What you have to do:
Please copy the leading lines of the entries below exactly, concluding with the line in which "not be constructed" occurs.
────────
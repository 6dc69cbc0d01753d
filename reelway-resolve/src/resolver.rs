//! Resolution cascade from a mirror page to a playable stream.

use reelway_core::config::ResolverConfig;
use tracing::{debug, info, warn};

use crate::errors::ResolveError;
use crate::fetch::{HttpPageFetcher, PageFetcher, absolutize, home_page};
use crate::mirror::classify;
use crate::rules::{self, MAGNET_RULE, PAGE_RULES};
use crate::types::{ContentReference, MirrorKind, ResolvedStream};

/// Resolves content references through an injected page fetcher.
///
/// Never retries. Every failure goes back to the caller, which decides
/// whether another page or mirror is worth trying.
#[derive(Debug)]
pub struct MirrorResolver<F: PageFetcher> {
    fetcher: F,
    referer_override: Option<String>,
}

impl MirrorResolver<HttpPageFetcher> {
    /// Creates a resolver that fetches pages over HTTP.
    ///
    /// # Errors
    /// - `reqwest::Error` - HTTP client could not be constructed
    pub fn from_config(config: &ResolverConfig) -> Result<Self, reqwest::Error> {
        Ok(Self::new(HttpPageFetcher::new(config)?, config))
    }
}

impl<F: PageFetcher> MirrorResolver<F> {
    pub fn new(fetcher: F, config: &ResolverConfig) -> Self {
        Self {
            fetcher,
            referer_override: config.referer.clone(),
        }
    }

    /// Access to the underlying fetcher, mainly for test assertions.
    pub fn fetcher(&self) -> &F {
        &self.fetcher
    }

    /// Resolves a page into a direct media URL or, failing that, a magnet.
    ///
    /// The page is fetched once. Media rules are tried in order; if none
    /// match, the magnet rule is applied to the same body. Gateway mirrors
    /// cost exactly one more fetch.
    ///
    /// # Errors
    /// - `ResolveError::InvalidUrl` - Reference is not an http(s) URL
    /// - `ResolveError::Network` - A page fetch failed
    /// - `ResolveError::NotFound` - No rule matched the page or gateway page
    /// - `ResolveError::UnsupportedMirror` - Page links to an unsupported mirror
    pub async fn resolve(
        &self,
        reference: &ContentReference,
    ) -> Result<ResolvedStream, ResolveError> {
        let referer = self.referer_for(reference)?;
        let body = self.fetcher.fetch(&reference.source_url, &referer).await?;

        if let Some((rule, candidate)) = rules::first_match(&PAGE_RULES, &body) {
            let media_url = absolutize(&reference.source_url, &candidate);
            debug!("Rule {} extracted {}", rule.name, media_url);
            return self.follow_mirror(media_url, &referer).await;
        }

        match MAGNET_RULE.extract(&body) {
            Some(magnet) => {
                info!("Resolved {} to a magnet link", reference.source_url);
                Ok(ResolvedStream::magnet(magnet))
            }
            None => Err(ResolveError::NotFound {
                url: reference.source_url.clone(),
                what: "media or magnet link",
            }),
        }
    }

    /// Extracts the first magnet link from a page.
    ///
    /// # Errors
    /// - `ResolveError::InvalidUrl` - Reference is not an http(s) URL
    /// - `ResolveError::Network` - The page fetch failed
    /// - `ResolveError::NotFound` - The page has no magnet hyperlink
    pub async fn extract_magnet(&self, reference: &ContentReference) -> Result<String, ResolveError> {
        let referer = self.referer_for(reference)?;
        let body = self.fetcher.fetch(&reference.source_url, &referer).await?;

        MAGNET_RULE
            .extract(&body)
            .ok_or_else(|| ResolveError::NotFound {
                url: reference.source_url.clone(),
                what: "magnet link",
            })
    }

    async fn follow_mirror(
        &self,
        media_url: String,
        referer: &str,
    ) -> Result<ResolvedStream, ResolveError> {
        let Some(kind) = classify(&media_url) else {
            warn!("Unrecognized mirror host: {}", media_url);
            return Err(ResolveError::UnsupportedMirror {
                mirror: "unknown".to_string(),
                url: media_url,
            });
        };

        match kind {
            MirrorKind::DirectFile => {
                info!("Resolved direct media {}", media_url);
                Ok(ResolvedStream::direct(media_url))
            }
            MirrorKind::StreamTape | MirrorKind::UperBox => {
                warn!("Mirror {} is not supported: {}", kind, media_url);
                Err(ResolveError::UnsupportedMirror {
                    mirror: kind.to_string(),
                    url: media_url,
                })
            }
            MirrorKind::HlsGateway | MirrorKind::VcdnGateway => {
                debug!("Following {} gateway {}", kind, media_url);
                let body = self.fetcher.fetch(&media_url, referer).await?;

                // Single hop: whatever the gateway yields is final
                match rules::first_match(rules::gateway_rules(kind), &body) {
                    Some((rule, playable)) => {
                        let playable = absolutize(&media_url, &playable);
                        info!("Gateway rule {} resolved {}", rule.name, playable);
                        Ok(ResolvedStream::direct(playable))
                    }
                    None => Err(ResolveError::NotFound {
                        url: media_url,
                        what: "stream on gateway page",
                    }),
                }
            }
        }
    }

    fn referer_for(&self, reference: &ContentReference) -> Result<String, ResolveError> {
        let home = home_page(&reference.source_url)?;
        Ok(self.referer_override.clone().unwrap_or(home))
    }
}

#[cfg(test)]
mod tests {
    use super::*;
    use crate::fixtures::FixtureFetcher;
    use crate::types::StreamKind;

    const PAGE_URL: &str = "https://www.movies.example/film-2025/";
    const HOME: &str = "https://www.movies.example/";

    const DIRECT_PAGE: &str = r#"
        <html><body>
          <video id="player"><source src="https://cdn.example/movies/film/index.m3u8" type="application/x-mpegURL"></video>
          <script>var locations = ["https:\/\/vcdnlare.com\/v\/ignored"];</script>
        </body></html>
    "#;

    const HLS_GATEWAY_PAGE: &str = r#"
        <script>var locations = ["https:\/\/vcdnx.com\/embed\/abc123","https:\/\/streamtape.com\/e\/x"];</script>
    "#;

    const HLS_PLAYER_PAGE: &str = r#"
        <script>jwplayer("v").setup({ file:"https:\/\/edge3.cdnhub.example\/hls\/abc123\/master.m3u8", width: "100%" });</script>
    "#;

    const VCDN_GATEWAY_PAGE: &str = r#"
        <script>var locations = ["https://vcdnlare.com/v/xyz789"];</script>
    "#;

    const VCDN_LANDING_PAGE: &str = r#"
        <iframe allowfullscreen src="https://hls2.vcdnx.com/hls/xyz789/index.m3u8?s=1&amp;e=2"></iframe>
    "#;

    const MAGNET_PAGE: &str = r#"
        <div class="links">
          <a href="https://www.movies.example/about">About</a>
          <a class="mv_button_css" href="magnet:?xt=urn:btih:c12fe1c06bba254a9dc9f519b335aa7c1367a88a&amp;dn=Film.2025.1080p&amp;tr=udp%3A%2F%2Ftracker.example%3A80">Magnet</a>
        </div>
    "#;

    fn resolver(fetcher: FixtureFetcher) -> MirrorResolver<FixtureFetcher> {
        MirrorResolver::new(fetcher, &ResolverConfig::default())
    }

    #[tokio::test]
    async fn test_direct_source_returned_unmodified() {
        let resolver = resolver(FixtureFetcher::new().with_page(PAGE_URL, DIRECT_PAGE));

        let stream = resolver
            .resolve(&ContentReference::new(PAGE_URL))
            .await
            .unwrap();

        assert_eq!(
            stream,
            ResolvedStream::direct("https://cdn.example/movies/film/index.m3u8")
        );
        assert_eq!(resolver.fetcher().fetch_count(), 1);
    }

    #[tokio::test]
    async fn test_referer_is_site_home_page() {
        let resolver = resolver(
            FixtureFetcher::new()
                .with_page(PAGE_URL, HLS_GATEWAY_PAGE)
                .with_page("https://vcdnx.com/embed/abc123", HLS_PLAYER_PAGE),
        );

        resolver
            .resolve(&ContentReference::new(PAGE_URL))
            .await
            .unwrap();

        let requests = resolver.fetcher().requests();
        assert_eq!(requests.len(), 2);
        assert!(requests.iter().all(|r| r.referer == HOME));
    }

    #[tokio::test]
    async fn test_referer_override() {
        let config = ResolverConfig {
            referer: Some("https://mirror-home.example/".to_string()),
            ..ResolverConfig::default()
        };
        let resolver = MirrorResolver::new(
            FixtureFetcher::new().with_page(PAGE_URL, DIRECT_PAGE),
            &config,
        );

        resolver
            .resolve(&ContentReference::new(PAGE_URL))
            .await
            .unwrap();

        assert_eq!(
            resolver.fetcher().requests()[0].referer,
            "https://mirror-home.example/"
        );
    }

    #[tokio::test]
    async fn test_hls_gateway_takes_exactly_one_hop() {
        let resolver = resolver(
            FixtureFetcher::new()
                .with_page(PAGE_URL, HLS_GATEWAY_PAGE)
                .with_page("https://vcdnx.com/embed/abc123", HLS_PLAYER_PAGE),
        );

        let stream = resolver
            .resolve(&ContentReference::new(PAGE_URL))
            .await
            .unwrap();

        assert_eq!(stream.kind, StreamKind::DirectMedia);
        assert_eq!(
            stream.url,
            "https://edge3.cdnhub.example/hls/abc123/master.m3u8"
        );
        let requests = resolver.fetcher().requests();
        assert_eq!(requests.len(), 2);
        assert_eq!(requests[1].url, "https://vcdnx.com/embed/abc123");
    }

    #[tokio::test]
    async fn test_vcdn_gateway_resolves_hls_host() {
        let resolver = resolver(
            FixtureFetcher::new()
                .with_page(PAGE_URL, VCDN_GATEWAY_PAGE)
                .with_page("https://vcdnlare.com/v/xyz789", VCDN_LANDING_PAGE),
        );

        let stream = resolver
            .resolve(&ContentReference::new(PAGE_URL))
            .await
            .unwrap();

        assert_eq!(
            stream,
            ResolvedStream::direct("https://hls2.vcdnx.com/hls/xyz789/index.m3u8?s=1&e=2")
        );
        assert_eq!(resolver.fetcher().fetch_count(), 2);
    }

    #[tokio::test]
    async fn test_gateway_without_match_is_not_found() {
        let resolver = resolver(
            FixtureFetcher::new()
                .with_page(PAGE_URL, HLS_GATEWAY_PAGE)
                .with_page("https://vcdnx.com/embed/abc123", "<html>removed</html>"),
        );

        let result = resolver.resolve(&ContentReference::new(PAGE_URL)).await;

        assert!(matches!(result, Err(ResolveError::NotFound { .. })));
        assert_eq!(resolver.fetcher().fetch_count(), 2);
    }

    #[tokio::test]
    async fn test_gateway_fetch_failure_is_network_error() {
        let resolver = resolver(FixtureFetcher::new().with_page(PAGE_URL, HLS_GATEWAY_PAGE));

        let result = resolver.resolve(&ContentReference::new(PAGE_URL)).await;

        assert!(matches!(result, Err(ResolveError::Network { .. })));
    }

    #[tokio::test]
    async fn test_unsupported_mirrors_fail_loudly() {
        for (page, mirror) in [
            (r#"var locations = ["https://streamtape.com/e/abc"];"#, "streamtape"),
            (r#"var locations = ["https://uperbox.io/f/abc"];"#, "uperbox"),
            (r#"var locations = ["https://unknown-host.example/v/1"];"#, "unknown"),
        ] {
            let resolver = resolver(FixtureFetcher::new().with_page(PAGE_URL, page));

            let result = resolver.resolve(&ContentReference::new(PAGE_URL)).await;

            match result {
                Err(ResolveError::UnsupportedMirror { mirror: got, .. }) => {
                    assert_eq!(got, mirror)
                }
                other => panic!("expected UnsupportedMirror, got {other:?}"),
            }
            assert_eq!(resolver.fetcher().fetch_count(), 1);
        }
    }

    #[tokio::test]
    async fn test_magnet_fallback_uses_same_body() {
        let resolver = resolver(FixtureFetcher::new().with_page(PAGE_URL, MAGNET_PAGE));

        let stream = resolver
            .resolve(&ContentReference::new(PAGE_URL))
            .await
            .unwrap();

        assert_eq!(stream.kind, StreamKind::Magnet);
        assert!(stream.url.starts_with("magnet:?xt=urn:btih:c12fe1c0"));
        assert!(stream.url.contains("&dn=Film.2025.1080p&tr="));
        assert_eq!(resolver.fetcher().fetch_count(), 1);
    }

    #[tokio::test]
    async fn test_extract_magnet() {
        let resolver = resolver(FixtureFetcher::new().with_page(PAGE_URL, MAGNET_PAGE));

        let magnet = resolver
            .extract_magnet(&ContentReference::new(PAGE_URL))
            .await
            .unwrap();

        assert!(!magnet.contains("&amp;"));
        assert!(magnet.starts_with("magnet:?"));
    }

    #[tokio::test]
    async fn test_extract_magnet_absent_is_not_found() {
        let resolver = resolver(FixtureFetcher::new().with_page(PAGE_URL, DIRECT_PAGE));

        let result = resolver
            .extract_magnet(&ContentReference::new(PAGE_URL))
            .await;

        assert_eq!(
            result,
            Err(ResolveError::NotFound {
                url: PAGE_URL.to_string(),
                what: "magnet link",
            })
        );
    }

    #[tokio::test]
    async fn test_empty_page_is_not_found() {
        let resolver = resolver(FixtureFetcher::new().with_page(PAGE_URL, "<html></html>"));

        let result = resolver.resolve(&ContentReference::new(PAGE_URL)).await;

        assert!(matches!(result, Err(ResolveError::NotFound { .. })));
    }

    #[tokio::test]
    async fn test_invalid_reference_never_fetches() {
        let resolver = resolver(FixtureFetcher::new());

        let result = resolver
            .resolve(&ContentReference::new("file:///etc/passwd"))
            .await;

        assert!(matches!(result, Err(ResolveError::InvalidUrl { .. })));
        assert_eq!(resolver.fetcher().fetch_count(), 0);
    }
}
────────
Answer to this problem:
repository 6dc69cbc0d01753d
filename reelway-resolve/src/resolver.rs
//! Resolution cascade from a mirror page to a playable stream.

use reelway_core::config::ResolverConfig;
use tracing::{debug, info, warn};

use crate::errors::ResolveError;
use crate::fetch::{HttpPageFetcher, PageFetcher, absolutize, home_page};
use crate::mirror::classify;
use crate::rules::{self, MAGNET_RULE, PAGE_RULES};
use crate::types::{ContentReference, MirrorKind, ResolvedStream};

/// Resolves content references through an injected page fetcher.
///
/// Never retries. Every failure goes back to the caller, which decides
/// whether another page or mirror is worth trying.
#[derive(Debug)]
pub struct MirrorResolver<F: PageFetcher> {
    fetcher: F,
    referer_override: Option<String>,
}

impl MirrorResolver<HttpPageFetcher> {
    /// Creates a resolver that fetches pages over HTTP.
    ///
    /// # Errors
    /// - `reqwest::Error` - HTTP client could not be constructed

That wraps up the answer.